Most tines are held in to the machine with a clamping block. Are those just press fit onto those studs?


----------



## Alowan (May 25, 2021)

They are locked With a bolt.


----------



## FrankS (Jun 19, 2021)

Amoo316 said:


> Interesting, I'll have to check into that. I'm more passionate about my guns than I am my lawn. I have a shotgun that lives on my UTV outside and I've had no long term issues with rust using G96 and it's been there for 3 years now.


Don't let me change what you're doing. You have something that works. I don't want to be responsible for for turning your gun into dust.

I have a silicone impregnated rag that I use to wipe off my firearms before storage. But mine are in a relatively stable environment.

I use a typical gun oil for lubricating moving parts.
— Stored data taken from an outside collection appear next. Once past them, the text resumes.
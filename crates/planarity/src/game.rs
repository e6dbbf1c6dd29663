use std::future::Future;
use std::time::Duration;

use tracing::debug;

use crate::events::{Event, EventQueue, EventSender, Ticker};
use crate::geometry::Point;
use crate::graph::NodeId;
use crate::graph::generator::{Generator, GeneratorError};
use crate::multiplayer::rendezvous::Phase;
use crate::session::{Change, Session, SessionState};

/// Something a player asks for.
#[derive(Debug, Clone, Copy, PartialEq, Eq)]
pub enum Input {
    Touch(Point),
    Lift,
    Place { node: NodeId, to: Point },
    Start,
    Back,
    Show,
}

/// What the loop tells a player.
#[derive(Debug, Clone, Copy)]
pub enum Note<'a> {
    /// A puzzle was dealt and the clock started.
    Dealt(&'a Session),
    Changed(&'a Session, Change),
    /// The player asked to see the board.
    Board(&'a Session),
    /// The multiplayer rendezvous moved on.
    Phase(&'a Phase),
}

/// A source of input: the terminal, or the autoplayer.
pub trait Player {
    /// Wait for the next input. `None` means the player went away.
    ///
    /// Must be cancel-safe: the loop drops this future whenever an event
    /// arrives first.
    fn next_input(&mut self) -> impl Future<Output = Option<Input>>;

    fn notify(&mut self, _note: Note<'_>) {}
}

pub(crate) enum Turn {
    Input(Option<Input>),
    Event(Event),
}

/// Whichever comes first: player input or a queued event.
pub(crate) async fn next_turn<P: Player>(player: &mut P, queue: &mut EventQueue) -> Turn {
    tokio::select! {
        input = player.next_input() => Turn::Input(input),
        Some(event) = queue.next() => Turn::Event(event),
    }
}

/// Game clock for one session: a one-second tick, plus the crazy-mode jump.
pub(crate) struct Clock {
    _tick: Ticker,
    _jump: Option<Ticker>,
}

impl Clock {
    pub(crate) fn attach(session: &Session, sender: EventSender) -> Self {
        let jump = session
            .jump_interval()
            .map(|period| Ticker::attach(sender.clone(), period, Event::Jump));
        Self {
            _tick: Ticker::attach(sender, Duration::from_secs(1), Event::Tick),
            _jump: jump,
        }
    }
}

/// Apply a drag input to the session.
pub(crate) fn apply_input(session: &mut Session, input: Input) -> Change {
    match input {
        Input::Touch(at) => session.touch(at),
        Input::Lift => session.lift(),
        Input::Place { node, to } => session.place(node, to),
        Input::Start | Input::Back | Input::Show => Change::Ignored,
    }
}

/// Apply a timer event to the session.
pub(crate) fn apply_event<R: rand::Rng>(
    session: &mut Session,
    event: &Event,
    generator: &mut Generator<R>,
) -> Change {
    match event {
        Event::Tick => session.tick(),
        Event::Jump if session.is_playing() => {
            let node = generator.random_node();
            let to = generator.random_point();
            debug!(%node, %to, "crazy jump");
            session.jump(node, to)
        }
        _ => Change::Ignored,
    }
}

/// Play one single-player puzzle to the end.
pub async fn run_solo<P: Player, R: rand::Rng>(
    session: &mut Session,
    generator: &mut Generator<R>,
    player: &mut P,
) -> Result<SessionState, GeneratorError> {
    let puzzle = generator.generate()?;
    session.start(puzzle);
    player.notify(Note::Dealt(session));

    let mut queue = EventQueue::new();
    let _clock = Clock::attach(session, queue.sender());

    while session.is_playing() {
        let change = match next_turn(player, &mut queue).await {
            Turn::Input(None | Some(Input::Back)) => session.abandon(),
            Turn::Input(Some(Input::Show)) => {
                player.notify(Note::Board(session));
                Change::Ignored
            }
            Turn::Input(Some(input)) => apply_input(session, input),
            Turn::Event(event) => apply_event(session, &event, generator),
        };
        if change != Change::Ignored {
            player.notify(Note::Changed(session, change));
        }
    }
    Ok(session.state())
}

#[cfg(test)]
mod tests {
    use super::*;
    use std::collections::VecDeque;

    use crate::graph::generator::GeneratorConfig;
    use crate::graph::reference_layout;
    use crate::session::{Level, Mode};

    /// Replays a script, then waits forever.
    struct Scripted {
        script: VecDeque<Input>,
        changes: Vec<Change>,
        dealt: bool,
    }

    impl Scripted {
        fn new(script: impl IntoIterator<Item = Input>) -> Self {
            Self {
                script: script.into_iter().collect(),
                changes: Vec::new(),
                dealt: false,
            }
        }

        fn idle() -> Self {
            Self::new(Vec::<Input>::new())
        }
    }

    impl Player for Scripted {
        async fn next_input(&mut self) -> Option<Input> {
            match self.script.pop_front() {
                Some(input) => Some(input),
                None => std::future::pending().await,
            }
        }

        fn notify(&mut self, note: Note<'_>) {
            match note {
                Note::Dealt(_) => self.dealt = true,
                Note::Changed(_, change) => self.changes.push(change),
                _ => {}
            }
        }
    }

    fn generator(seed: u64) -> Generator {
        Generator::from_seed(seed, GeneratorConfig::default()).unwrap()
    }

    fn solution() -> Vec<Input> {
        reference_layout()
            .iter()
            .map(|(node, to)| Input::Place { node, to })
            .collect()
    }

    #[tokio::test(start_paused = true)]
    async fn placing_reference_layout_solves() {
        let mut session = Session::new(Mode::Classic, Level::Normal);
        let mut player = Scripted::new(solution());
        let state = run_solo(&mut session, &mut generator(11), &mut player)
            .await
            .unwrap();
        assert!(player.dealt);
        assert!(matches!(state, SessionState::Solved { .. }));
        assert!(matches!(
            player.changes.last(),
            Some(Change::Solved { .. })
        ));
    }

    #[tokio::test(start_paused = true)]
    async fn back_abandons() {
        let mut session = Session::new(Mode::Crazy, Level::Hard);
        let mut player = Scripted::new([Input::Back]);
        let state = run_solo(&mut session, &mut generator(2), &mut player)
            .await
            .unwrap();
        assert_eq!(state, SessionState::Abandoned);
        assert_eq!(player.changes, vec![Change::Abandoned]);
    }

    #[tokio::test(start_paused = true)]
    async fn race_clock_runs_out() {
        let mut session = Session::new(Mode::RaceAgainstTime, Level::Hard);
        let mut player = Scripted::idle();
        let state = run_solo(&mut session, &mut generator(3), &mut player)
            .await
            .unwrap();
        assert_eq!(state, SessionState::TimedOut);
        let ticks = player
            .changes
            .iter()
            .filter(|c| **c == Change::Tick)
            .count();
        assert_eq!(ticks, 59);
    }

    #[tokio::test(start_paused = true)]
    async fn crazy_mode_jumps() {
        let mut session = Session::new(Mode::Crazy, Level::Hard);
        let mut player = Scripted::idle();
        let mut generator = generator(4);
        let game = run_solo(&mut session, &mut generator, &mut player);
        let _ = tokio::time::timeout(Duration::from_secs(15), game).await;
        let jumps = player
            .changes
            .iter()
            .filter(|c| matches!(c, Change::Jumped(_)))
            .count();
        assert_eq!(jumps, 2);
    }
}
I just don't want to inject potentially toxic chemicals into my plants, or drip it into the soil.


----------



## Amoo316 (Jul 8, 2021)

FrankS said:


> Amoo316 said:
> 
> 
> > Interesting, I'll have to check into that. I'm more passionate about my guns than I am my lawn. I have a shotgun that lives on my UTV outside and I've had no long term issues with rust using G96 and it's been there for 3 years now.
> ...


LOL no worries man. Like I said I appreciate it. I've dabbled with using silicone based greases with my pocket knifes. I've even played with a couple of different "powdered lubes".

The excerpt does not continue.